__Excerpted records__:

• • • • •

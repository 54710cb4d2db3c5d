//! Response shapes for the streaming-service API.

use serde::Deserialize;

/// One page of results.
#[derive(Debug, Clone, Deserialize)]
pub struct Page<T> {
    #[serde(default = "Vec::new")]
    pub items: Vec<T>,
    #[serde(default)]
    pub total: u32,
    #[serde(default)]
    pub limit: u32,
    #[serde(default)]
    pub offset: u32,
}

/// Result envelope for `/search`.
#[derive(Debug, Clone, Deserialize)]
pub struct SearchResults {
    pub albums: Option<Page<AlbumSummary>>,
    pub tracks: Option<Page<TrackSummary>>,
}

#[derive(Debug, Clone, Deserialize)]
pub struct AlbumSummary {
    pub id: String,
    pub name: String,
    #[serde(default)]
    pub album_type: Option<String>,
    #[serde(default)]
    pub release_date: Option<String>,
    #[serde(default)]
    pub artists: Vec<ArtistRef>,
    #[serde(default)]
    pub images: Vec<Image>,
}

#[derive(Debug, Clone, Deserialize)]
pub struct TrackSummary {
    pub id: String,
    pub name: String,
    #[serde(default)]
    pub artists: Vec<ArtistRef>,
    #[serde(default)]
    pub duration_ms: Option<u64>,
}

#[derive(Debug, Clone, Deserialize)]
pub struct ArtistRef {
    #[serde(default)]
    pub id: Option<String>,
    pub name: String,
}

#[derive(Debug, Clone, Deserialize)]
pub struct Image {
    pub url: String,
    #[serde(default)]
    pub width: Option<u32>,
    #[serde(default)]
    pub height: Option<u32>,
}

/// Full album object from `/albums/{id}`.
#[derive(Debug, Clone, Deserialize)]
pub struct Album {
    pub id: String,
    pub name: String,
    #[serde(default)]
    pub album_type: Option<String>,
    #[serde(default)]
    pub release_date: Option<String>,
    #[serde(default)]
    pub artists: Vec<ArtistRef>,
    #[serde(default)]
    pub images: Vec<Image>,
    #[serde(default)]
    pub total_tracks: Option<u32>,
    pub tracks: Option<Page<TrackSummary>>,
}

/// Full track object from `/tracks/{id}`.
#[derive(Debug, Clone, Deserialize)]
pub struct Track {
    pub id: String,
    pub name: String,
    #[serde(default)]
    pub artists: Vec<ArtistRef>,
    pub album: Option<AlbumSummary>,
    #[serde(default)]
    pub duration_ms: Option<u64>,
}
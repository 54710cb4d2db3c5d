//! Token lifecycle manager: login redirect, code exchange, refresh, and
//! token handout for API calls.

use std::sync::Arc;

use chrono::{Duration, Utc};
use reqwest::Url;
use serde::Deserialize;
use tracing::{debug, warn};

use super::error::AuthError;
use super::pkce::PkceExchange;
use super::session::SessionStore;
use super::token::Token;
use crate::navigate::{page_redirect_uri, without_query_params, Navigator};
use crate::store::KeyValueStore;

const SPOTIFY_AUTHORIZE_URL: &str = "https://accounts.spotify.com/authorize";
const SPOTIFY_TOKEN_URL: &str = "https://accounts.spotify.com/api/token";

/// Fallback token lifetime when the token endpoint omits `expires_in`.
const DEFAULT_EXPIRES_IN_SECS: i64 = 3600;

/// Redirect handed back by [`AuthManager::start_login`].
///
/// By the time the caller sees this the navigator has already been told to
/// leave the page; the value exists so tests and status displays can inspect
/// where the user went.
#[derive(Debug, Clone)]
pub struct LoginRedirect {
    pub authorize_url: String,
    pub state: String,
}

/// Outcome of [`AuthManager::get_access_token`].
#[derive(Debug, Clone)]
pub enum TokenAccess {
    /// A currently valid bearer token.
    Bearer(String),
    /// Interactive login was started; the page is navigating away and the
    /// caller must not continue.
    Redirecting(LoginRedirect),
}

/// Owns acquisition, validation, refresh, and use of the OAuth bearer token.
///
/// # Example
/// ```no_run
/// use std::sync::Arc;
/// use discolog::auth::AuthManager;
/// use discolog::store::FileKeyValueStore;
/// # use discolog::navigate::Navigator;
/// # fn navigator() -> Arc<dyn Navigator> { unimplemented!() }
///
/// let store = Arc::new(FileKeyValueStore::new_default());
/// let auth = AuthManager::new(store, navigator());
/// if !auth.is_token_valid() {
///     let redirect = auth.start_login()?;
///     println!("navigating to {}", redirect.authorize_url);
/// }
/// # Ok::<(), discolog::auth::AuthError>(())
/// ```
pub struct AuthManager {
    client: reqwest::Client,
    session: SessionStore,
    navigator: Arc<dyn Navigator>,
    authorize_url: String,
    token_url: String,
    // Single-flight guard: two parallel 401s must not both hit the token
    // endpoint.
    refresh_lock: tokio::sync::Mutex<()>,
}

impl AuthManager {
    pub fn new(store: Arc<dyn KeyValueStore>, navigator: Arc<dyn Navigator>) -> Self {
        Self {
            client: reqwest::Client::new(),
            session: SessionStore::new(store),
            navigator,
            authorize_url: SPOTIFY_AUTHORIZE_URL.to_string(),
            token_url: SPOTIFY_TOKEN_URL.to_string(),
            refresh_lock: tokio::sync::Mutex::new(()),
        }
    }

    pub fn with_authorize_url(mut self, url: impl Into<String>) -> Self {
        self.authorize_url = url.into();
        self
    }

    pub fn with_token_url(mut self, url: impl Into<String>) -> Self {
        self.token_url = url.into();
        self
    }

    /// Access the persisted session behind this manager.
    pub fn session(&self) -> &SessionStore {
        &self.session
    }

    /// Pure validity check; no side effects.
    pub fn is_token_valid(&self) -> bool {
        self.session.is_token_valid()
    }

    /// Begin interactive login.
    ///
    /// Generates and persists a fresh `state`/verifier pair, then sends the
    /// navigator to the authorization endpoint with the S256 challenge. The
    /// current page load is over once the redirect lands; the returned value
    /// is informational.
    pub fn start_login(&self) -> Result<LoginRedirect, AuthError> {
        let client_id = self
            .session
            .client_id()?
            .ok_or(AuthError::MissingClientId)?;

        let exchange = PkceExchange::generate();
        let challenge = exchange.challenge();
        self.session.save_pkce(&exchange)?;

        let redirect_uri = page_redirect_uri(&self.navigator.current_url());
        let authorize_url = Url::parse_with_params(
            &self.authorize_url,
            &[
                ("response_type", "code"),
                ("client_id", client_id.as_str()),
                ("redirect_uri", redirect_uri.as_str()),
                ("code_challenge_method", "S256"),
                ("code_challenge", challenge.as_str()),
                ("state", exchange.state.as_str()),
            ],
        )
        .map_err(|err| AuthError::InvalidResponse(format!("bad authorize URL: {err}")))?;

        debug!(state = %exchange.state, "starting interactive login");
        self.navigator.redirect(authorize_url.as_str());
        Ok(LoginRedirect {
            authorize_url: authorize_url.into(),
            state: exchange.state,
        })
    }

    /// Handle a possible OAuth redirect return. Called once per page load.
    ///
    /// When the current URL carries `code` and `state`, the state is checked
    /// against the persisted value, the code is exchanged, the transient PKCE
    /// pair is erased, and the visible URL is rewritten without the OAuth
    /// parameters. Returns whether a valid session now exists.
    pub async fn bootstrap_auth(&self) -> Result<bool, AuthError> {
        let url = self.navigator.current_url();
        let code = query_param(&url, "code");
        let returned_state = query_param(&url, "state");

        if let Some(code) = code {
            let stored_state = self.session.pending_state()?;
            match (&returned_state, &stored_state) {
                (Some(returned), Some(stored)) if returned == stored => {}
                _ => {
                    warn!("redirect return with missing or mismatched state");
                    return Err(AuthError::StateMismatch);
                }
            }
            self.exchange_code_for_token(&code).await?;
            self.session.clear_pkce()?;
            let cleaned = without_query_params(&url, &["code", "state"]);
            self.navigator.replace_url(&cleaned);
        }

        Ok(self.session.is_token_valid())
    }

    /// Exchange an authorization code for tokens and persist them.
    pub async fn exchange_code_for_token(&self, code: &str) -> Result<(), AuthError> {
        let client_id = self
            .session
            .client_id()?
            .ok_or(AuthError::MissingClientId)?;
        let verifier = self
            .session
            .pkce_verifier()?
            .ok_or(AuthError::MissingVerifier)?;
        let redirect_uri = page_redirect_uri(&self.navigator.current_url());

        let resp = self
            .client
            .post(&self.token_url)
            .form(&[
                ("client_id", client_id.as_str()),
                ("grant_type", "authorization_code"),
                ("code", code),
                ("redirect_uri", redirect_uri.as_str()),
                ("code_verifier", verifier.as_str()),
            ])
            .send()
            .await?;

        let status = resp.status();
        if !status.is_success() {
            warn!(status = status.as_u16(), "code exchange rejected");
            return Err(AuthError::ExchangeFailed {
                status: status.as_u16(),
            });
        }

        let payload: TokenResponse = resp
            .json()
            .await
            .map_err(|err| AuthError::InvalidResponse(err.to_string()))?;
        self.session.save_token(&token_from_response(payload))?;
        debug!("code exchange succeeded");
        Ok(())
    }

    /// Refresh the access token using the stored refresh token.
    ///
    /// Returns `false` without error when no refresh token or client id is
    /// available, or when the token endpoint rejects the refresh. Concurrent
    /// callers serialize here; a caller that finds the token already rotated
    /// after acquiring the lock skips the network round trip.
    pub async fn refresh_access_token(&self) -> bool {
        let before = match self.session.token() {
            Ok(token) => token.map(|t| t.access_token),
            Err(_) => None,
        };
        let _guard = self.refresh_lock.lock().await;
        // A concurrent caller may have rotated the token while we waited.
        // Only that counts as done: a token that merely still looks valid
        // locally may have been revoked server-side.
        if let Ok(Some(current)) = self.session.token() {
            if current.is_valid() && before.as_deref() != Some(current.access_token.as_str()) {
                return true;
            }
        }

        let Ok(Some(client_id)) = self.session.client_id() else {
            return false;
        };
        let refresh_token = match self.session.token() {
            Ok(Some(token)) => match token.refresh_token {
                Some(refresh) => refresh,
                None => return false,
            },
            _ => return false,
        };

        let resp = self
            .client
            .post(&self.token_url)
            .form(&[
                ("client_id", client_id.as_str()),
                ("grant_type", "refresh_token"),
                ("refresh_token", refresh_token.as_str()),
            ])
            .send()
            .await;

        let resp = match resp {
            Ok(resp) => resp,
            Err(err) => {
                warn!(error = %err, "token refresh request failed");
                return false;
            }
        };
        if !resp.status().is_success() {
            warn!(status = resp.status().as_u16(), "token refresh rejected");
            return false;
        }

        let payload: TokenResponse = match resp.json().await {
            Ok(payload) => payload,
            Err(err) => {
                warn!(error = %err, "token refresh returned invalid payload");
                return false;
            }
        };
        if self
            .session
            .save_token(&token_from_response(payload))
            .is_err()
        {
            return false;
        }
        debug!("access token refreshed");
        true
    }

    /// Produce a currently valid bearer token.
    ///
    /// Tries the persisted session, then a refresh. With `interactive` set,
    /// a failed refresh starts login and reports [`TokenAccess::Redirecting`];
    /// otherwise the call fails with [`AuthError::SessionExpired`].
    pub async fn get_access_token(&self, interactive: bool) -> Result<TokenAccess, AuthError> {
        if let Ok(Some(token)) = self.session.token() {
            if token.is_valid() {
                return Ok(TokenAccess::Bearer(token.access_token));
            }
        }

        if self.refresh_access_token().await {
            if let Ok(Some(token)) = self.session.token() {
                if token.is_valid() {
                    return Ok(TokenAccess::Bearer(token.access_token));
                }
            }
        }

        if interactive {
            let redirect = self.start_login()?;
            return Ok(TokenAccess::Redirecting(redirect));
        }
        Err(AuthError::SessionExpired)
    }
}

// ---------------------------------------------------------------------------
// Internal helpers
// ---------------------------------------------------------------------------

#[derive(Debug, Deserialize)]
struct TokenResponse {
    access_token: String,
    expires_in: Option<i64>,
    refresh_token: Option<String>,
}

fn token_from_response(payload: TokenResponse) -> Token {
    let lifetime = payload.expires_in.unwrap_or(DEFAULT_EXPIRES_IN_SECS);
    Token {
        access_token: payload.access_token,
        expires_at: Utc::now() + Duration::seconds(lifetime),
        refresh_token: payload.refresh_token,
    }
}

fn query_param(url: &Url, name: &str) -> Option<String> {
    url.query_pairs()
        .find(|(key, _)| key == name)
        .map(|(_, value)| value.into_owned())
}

• • • • •

__Problem details__: Go through the listing above and find each line containing the string "SessionExpired"; copy those lines.

__Result of the task__:
    /// otherwise the call fails with [`AuthError::SessionExpired`].
        Err(AuthError::SessionExpired)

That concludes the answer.